--- Records for processing Enclosed Below ---

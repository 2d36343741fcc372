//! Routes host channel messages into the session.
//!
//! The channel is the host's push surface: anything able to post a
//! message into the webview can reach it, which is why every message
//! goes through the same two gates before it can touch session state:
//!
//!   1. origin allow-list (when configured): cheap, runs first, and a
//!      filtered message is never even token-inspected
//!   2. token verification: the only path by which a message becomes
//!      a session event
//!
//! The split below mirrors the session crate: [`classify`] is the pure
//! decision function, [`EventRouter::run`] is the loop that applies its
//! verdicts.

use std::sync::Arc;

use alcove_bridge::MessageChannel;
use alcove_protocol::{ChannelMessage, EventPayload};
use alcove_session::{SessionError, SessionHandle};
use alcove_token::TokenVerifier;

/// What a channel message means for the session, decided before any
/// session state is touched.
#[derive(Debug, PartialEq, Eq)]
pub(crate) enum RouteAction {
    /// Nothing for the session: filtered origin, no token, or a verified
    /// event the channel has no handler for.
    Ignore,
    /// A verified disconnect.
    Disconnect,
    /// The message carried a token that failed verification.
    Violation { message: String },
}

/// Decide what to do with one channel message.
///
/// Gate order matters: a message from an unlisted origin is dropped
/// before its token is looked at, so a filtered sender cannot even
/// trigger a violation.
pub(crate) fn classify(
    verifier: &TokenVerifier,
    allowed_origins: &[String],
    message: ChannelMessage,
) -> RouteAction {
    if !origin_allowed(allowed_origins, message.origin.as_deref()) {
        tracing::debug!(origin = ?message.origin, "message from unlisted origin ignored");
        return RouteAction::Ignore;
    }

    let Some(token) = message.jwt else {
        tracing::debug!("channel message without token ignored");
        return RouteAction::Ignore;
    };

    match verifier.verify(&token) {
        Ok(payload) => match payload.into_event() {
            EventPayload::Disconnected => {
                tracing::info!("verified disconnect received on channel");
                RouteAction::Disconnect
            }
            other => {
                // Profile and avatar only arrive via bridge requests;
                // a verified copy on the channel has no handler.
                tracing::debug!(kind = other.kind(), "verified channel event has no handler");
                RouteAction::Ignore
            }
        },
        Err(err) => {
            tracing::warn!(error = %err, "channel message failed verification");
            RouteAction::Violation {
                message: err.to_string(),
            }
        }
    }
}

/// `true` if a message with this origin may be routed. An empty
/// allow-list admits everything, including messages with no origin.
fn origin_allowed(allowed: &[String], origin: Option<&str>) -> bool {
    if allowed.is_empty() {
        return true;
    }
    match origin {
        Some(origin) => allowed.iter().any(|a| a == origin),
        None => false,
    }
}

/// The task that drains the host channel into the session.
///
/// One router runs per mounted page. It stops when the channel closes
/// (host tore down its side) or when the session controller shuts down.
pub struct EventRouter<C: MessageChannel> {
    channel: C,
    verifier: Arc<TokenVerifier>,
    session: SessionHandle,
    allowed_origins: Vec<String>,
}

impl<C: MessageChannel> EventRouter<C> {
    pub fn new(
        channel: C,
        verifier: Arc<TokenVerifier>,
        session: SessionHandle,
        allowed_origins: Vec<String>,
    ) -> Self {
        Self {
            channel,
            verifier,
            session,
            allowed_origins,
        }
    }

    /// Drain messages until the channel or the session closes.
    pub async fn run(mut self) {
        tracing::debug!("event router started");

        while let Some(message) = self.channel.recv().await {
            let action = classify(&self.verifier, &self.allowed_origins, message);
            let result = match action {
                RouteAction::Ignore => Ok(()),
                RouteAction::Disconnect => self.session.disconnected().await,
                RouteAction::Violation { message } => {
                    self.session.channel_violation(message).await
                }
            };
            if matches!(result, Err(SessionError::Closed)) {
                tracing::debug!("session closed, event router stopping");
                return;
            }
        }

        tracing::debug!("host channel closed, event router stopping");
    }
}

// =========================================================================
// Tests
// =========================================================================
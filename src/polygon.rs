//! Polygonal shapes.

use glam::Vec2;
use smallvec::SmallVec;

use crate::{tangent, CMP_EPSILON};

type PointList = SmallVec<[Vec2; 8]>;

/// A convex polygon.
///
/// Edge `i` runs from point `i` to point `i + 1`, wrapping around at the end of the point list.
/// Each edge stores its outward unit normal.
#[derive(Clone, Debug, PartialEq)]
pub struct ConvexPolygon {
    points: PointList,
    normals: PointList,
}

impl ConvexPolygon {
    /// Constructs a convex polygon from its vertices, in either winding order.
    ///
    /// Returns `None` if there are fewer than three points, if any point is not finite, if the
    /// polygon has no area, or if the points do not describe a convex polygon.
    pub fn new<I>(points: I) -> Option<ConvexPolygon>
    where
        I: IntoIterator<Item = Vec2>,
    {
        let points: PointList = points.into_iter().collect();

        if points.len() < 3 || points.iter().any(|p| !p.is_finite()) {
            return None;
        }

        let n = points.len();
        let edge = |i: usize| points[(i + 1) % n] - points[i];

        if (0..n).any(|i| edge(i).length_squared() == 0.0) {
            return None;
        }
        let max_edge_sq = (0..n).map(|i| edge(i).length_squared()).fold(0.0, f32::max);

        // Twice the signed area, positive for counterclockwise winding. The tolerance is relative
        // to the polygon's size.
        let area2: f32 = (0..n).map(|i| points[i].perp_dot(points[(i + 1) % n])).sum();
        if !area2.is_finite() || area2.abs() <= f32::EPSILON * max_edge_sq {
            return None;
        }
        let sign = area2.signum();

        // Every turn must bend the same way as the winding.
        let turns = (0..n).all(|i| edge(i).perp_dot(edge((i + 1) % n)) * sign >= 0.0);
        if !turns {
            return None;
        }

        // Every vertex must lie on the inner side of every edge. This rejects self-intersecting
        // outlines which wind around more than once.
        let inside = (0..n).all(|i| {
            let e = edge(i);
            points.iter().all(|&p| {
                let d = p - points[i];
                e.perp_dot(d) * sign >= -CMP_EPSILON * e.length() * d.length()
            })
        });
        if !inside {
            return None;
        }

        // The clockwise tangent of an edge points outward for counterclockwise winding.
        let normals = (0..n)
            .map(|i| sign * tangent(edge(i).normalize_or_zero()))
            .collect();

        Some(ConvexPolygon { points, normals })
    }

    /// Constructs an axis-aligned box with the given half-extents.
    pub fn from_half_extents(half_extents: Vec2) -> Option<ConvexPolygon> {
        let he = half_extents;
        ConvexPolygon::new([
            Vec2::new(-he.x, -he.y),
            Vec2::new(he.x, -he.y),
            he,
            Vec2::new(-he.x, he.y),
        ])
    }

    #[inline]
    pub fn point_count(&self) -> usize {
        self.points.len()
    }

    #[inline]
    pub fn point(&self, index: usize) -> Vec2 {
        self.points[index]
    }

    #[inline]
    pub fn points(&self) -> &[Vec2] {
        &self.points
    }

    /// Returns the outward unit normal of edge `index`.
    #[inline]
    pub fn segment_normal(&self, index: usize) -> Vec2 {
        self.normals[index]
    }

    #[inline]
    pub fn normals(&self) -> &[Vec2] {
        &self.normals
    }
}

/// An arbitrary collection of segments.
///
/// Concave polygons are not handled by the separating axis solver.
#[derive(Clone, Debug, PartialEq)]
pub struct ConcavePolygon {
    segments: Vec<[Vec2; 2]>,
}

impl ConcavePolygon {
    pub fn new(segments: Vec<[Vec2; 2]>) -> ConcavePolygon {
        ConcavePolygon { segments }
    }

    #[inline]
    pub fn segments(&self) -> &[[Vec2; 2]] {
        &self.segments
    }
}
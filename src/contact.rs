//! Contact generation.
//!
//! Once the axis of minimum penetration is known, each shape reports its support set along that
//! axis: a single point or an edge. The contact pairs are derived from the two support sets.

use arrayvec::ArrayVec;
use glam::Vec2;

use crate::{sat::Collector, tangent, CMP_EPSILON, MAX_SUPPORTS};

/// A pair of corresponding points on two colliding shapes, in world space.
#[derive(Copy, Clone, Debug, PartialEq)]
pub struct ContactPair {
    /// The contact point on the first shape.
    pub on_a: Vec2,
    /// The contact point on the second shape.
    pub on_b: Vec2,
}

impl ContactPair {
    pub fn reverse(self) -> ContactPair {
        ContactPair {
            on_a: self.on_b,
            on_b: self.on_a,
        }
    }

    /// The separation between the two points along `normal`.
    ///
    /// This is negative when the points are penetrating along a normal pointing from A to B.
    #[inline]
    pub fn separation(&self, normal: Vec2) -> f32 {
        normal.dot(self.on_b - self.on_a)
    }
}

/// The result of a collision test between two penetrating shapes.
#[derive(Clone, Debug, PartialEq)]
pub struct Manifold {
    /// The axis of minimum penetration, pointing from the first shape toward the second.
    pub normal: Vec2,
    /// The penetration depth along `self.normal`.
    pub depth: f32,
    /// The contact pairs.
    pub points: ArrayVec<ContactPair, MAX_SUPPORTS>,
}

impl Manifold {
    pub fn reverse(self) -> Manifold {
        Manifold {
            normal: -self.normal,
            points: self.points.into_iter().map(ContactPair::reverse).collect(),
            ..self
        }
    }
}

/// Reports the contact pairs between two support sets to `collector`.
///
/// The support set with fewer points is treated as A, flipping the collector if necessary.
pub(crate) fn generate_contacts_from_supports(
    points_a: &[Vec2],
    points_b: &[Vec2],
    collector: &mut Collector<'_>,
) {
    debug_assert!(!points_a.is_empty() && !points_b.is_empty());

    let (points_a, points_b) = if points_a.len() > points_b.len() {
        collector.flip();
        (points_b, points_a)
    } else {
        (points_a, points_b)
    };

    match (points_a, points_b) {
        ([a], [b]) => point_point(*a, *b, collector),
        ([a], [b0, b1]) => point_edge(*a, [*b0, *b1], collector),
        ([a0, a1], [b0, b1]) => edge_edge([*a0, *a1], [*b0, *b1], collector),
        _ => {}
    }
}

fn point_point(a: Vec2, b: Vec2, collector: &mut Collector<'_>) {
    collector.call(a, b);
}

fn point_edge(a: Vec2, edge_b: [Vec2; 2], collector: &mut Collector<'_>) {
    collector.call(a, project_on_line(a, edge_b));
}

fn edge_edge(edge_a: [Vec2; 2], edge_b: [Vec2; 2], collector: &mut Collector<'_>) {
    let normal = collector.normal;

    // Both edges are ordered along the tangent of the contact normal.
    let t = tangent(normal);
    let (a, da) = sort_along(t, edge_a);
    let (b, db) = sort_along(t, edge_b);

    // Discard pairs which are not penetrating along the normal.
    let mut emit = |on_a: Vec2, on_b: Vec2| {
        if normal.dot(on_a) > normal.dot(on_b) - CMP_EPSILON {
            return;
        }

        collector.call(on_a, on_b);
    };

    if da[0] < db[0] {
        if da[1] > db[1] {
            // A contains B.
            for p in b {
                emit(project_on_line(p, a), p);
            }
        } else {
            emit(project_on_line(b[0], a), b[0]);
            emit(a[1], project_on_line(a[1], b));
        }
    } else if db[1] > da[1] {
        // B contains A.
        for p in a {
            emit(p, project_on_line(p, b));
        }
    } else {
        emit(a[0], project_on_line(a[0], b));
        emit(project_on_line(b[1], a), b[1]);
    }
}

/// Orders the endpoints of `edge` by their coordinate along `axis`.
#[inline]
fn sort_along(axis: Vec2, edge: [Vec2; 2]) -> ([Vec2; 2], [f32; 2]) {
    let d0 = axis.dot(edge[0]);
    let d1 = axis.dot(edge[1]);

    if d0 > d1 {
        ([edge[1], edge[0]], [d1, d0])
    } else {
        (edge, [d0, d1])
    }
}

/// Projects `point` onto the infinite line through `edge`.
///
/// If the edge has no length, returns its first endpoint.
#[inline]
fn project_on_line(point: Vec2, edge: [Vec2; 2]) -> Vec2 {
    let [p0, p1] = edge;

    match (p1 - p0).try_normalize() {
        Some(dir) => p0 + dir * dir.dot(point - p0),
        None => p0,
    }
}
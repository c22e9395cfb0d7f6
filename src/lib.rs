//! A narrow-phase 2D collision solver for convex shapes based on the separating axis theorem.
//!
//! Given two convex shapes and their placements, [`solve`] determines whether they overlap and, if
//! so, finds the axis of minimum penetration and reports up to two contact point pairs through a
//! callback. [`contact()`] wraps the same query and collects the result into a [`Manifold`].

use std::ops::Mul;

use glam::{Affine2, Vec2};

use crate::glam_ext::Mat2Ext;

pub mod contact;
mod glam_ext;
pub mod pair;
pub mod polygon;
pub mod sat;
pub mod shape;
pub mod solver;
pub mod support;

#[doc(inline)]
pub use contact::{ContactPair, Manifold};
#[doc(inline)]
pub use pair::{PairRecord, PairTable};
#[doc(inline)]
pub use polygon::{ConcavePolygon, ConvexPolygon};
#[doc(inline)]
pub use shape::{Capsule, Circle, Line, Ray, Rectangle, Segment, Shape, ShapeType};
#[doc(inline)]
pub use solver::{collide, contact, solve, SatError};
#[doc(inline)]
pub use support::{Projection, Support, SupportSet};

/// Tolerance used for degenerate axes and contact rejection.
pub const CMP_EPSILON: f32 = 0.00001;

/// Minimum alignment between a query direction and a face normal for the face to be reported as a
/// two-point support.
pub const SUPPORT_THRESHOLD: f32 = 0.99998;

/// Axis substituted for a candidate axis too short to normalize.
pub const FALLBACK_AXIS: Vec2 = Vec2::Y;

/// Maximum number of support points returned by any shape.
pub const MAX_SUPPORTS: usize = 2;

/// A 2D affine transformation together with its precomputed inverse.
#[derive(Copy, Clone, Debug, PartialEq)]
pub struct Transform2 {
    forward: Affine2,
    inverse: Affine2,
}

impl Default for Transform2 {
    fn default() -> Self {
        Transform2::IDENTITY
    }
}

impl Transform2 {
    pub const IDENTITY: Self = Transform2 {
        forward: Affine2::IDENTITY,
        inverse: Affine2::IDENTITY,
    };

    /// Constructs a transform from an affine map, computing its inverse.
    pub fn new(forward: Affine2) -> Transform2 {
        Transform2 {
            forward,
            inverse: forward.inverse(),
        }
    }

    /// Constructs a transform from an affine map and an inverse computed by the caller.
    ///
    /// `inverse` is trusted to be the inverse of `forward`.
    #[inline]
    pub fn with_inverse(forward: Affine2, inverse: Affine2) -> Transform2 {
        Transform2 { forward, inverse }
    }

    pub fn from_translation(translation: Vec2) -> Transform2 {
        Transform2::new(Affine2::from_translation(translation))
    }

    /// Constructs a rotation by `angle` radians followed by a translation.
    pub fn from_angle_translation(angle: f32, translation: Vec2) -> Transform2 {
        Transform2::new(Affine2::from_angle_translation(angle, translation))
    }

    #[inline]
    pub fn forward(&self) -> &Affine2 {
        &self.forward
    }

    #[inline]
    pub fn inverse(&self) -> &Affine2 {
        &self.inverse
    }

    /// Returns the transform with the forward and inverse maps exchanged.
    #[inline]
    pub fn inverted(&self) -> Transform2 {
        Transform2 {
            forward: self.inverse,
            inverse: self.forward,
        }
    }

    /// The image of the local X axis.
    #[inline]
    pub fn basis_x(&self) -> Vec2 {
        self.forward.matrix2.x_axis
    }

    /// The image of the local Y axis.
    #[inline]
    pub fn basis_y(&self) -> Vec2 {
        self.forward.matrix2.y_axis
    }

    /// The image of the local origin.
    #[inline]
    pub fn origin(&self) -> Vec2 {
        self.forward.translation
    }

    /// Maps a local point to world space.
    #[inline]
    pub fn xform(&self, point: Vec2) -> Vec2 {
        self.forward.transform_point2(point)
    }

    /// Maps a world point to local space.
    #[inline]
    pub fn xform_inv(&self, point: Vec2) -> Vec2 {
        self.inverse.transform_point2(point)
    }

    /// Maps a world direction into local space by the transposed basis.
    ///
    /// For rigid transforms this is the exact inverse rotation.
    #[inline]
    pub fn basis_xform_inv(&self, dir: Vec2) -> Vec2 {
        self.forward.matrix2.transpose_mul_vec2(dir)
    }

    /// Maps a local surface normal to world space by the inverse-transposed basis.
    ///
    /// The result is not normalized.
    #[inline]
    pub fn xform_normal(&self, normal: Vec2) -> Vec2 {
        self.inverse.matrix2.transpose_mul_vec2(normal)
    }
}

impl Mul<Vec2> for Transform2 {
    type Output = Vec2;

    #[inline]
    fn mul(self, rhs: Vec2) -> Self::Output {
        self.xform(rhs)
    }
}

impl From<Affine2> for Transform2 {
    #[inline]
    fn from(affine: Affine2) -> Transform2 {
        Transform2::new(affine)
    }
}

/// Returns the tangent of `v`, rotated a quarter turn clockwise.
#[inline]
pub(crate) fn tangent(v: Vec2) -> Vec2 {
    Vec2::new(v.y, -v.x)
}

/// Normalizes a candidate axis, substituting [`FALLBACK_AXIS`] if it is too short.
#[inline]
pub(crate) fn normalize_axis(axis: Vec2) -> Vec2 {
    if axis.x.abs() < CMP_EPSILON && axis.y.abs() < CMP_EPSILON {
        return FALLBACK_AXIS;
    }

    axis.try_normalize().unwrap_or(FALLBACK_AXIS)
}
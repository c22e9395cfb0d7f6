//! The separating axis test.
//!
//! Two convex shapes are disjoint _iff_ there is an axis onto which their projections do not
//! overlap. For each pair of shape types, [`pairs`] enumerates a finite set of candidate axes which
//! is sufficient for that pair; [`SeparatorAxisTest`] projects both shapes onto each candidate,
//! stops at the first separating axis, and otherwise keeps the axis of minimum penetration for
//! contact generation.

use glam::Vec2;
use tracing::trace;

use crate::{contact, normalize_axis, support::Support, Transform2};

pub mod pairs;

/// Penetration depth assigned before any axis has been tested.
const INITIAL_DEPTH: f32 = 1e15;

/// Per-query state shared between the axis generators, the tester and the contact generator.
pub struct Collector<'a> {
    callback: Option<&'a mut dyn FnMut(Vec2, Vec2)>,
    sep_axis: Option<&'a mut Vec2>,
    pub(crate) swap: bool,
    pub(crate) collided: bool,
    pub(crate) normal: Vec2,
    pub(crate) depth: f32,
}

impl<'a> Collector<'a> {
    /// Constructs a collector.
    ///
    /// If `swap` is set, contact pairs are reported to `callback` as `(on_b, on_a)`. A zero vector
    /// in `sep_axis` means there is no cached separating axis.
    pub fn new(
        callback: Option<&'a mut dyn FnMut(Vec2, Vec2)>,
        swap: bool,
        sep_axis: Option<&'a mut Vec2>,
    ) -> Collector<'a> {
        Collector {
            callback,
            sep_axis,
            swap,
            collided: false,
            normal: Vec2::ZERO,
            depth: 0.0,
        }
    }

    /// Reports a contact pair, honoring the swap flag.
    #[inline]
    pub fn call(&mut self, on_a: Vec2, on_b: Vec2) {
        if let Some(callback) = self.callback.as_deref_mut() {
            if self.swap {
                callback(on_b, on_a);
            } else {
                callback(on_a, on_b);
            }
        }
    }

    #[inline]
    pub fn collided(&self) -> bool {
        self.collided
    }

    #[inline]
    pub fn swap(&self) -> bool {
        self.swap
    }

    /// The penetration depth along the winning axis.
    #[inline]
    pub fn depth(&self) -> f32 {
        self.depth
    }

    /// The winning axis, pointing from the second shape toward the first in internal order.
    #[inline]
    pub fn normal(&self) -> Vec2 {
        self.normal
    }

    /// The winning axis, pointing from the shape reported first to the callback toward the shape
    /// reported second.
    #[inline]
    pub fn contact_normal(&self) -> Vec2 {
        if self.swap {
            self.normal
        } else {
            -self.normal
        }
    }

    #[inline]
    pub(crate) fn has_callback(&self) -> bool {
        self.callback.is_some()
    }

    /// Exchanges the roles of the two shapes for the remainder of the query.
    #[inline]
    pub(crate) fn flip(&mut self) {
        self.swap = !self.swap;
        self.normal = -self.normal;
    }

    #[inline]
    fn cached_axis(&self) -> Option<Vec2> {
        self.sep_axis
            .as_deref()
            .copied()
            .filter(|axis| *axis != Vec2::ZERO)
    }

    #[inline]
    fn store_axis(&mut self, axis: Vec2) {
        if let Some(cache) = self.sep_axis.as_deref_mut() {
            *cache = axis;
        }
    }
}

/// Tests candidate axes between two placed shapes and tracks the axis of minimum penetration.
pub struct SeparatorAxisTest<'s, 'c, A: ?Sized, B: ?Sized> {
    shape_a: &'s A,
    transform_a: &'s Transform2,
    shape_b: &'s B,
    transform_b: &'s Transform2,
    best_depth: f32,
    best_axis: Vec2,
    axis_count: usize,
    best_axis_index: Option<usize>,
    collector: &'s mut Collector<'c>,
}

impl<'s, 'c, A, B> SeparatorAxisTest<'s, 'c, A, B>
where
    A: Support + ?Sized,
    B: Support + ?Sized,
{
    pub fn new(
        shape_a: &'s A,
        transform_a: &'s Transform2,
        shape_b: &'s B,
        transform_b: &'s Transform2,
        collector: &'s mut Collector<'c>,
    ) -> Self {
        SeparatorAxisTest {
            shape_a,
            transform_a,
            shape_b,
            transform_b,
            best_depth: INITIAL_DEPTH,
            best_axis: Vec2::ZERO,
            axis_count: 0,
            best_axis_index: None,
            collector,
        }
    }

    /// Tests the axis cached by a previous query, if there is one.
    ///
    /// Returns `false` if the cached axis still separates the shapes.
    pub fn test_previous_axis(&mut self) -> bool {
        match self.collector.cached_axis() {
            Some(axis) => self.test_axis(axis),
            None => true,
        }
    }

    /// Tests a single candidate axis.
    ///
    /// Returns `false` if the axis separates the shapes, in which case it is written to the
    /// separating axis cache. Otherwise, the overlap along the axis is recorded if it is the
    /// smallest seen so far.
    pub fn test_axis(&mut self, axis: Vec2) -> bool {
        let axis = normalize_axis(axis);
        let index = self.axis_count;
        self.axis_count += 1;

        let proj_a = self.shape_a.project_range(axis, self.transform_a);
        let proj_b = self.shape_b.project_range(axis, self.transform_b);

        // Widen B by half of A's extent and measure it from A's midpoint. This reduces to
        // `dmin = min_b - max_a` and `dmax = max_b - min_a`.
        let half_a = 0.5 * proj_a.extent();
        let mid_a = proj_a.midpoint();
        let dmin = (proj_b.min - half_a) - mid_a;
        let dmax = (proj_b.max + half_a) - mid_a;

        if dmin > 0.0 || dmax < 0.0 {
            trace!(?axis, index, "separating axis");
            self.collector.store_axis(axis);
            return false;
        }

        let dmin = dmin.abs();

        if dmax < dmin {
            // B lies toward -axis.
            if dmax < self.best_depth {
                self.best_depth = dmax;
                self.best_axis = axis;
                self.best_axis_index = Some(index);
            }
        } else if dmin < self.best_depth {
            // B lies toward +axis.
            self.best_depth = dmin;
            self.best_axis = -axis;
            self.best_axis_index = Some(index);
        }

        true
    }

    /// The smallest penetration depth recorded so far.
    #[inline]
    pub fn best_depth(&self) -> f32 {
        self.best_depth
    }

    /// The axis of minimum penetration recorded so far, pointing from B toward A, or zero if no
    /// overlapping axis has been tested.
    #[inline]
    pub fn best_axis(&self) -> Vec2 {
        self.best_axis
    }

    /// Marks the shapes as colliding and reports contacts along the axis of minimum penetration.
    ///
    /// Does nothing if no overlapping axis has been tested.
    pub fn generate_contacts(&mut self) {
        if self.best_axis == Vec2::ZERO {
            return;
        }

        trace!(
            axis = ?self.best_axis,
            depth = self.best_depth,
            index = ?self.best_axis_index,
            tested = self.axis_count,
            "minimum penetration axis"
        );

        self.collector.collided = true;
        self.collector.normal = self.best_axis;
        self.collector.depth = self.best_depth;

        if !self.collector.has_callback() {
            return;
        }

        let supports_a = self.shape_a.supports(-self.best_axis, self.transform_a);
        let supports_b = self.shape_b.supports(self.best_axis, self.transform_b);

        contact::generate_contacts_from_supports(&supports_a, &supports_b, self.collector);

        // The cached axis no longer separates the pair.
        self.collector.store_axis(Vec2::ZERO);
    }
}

--- End of Enclosed Records for processing ---

[Work instruction]: Retype the first line of the entries and every line after it, please, through the line that contains "why every message". Add nothing.

[Task response]:
repository 2d36343741fcc372
//! Routes host channel messages into the session.
//!
//! The channel is the host's push surface: anything able to post a
//! message into the webview can reach it, which is why every message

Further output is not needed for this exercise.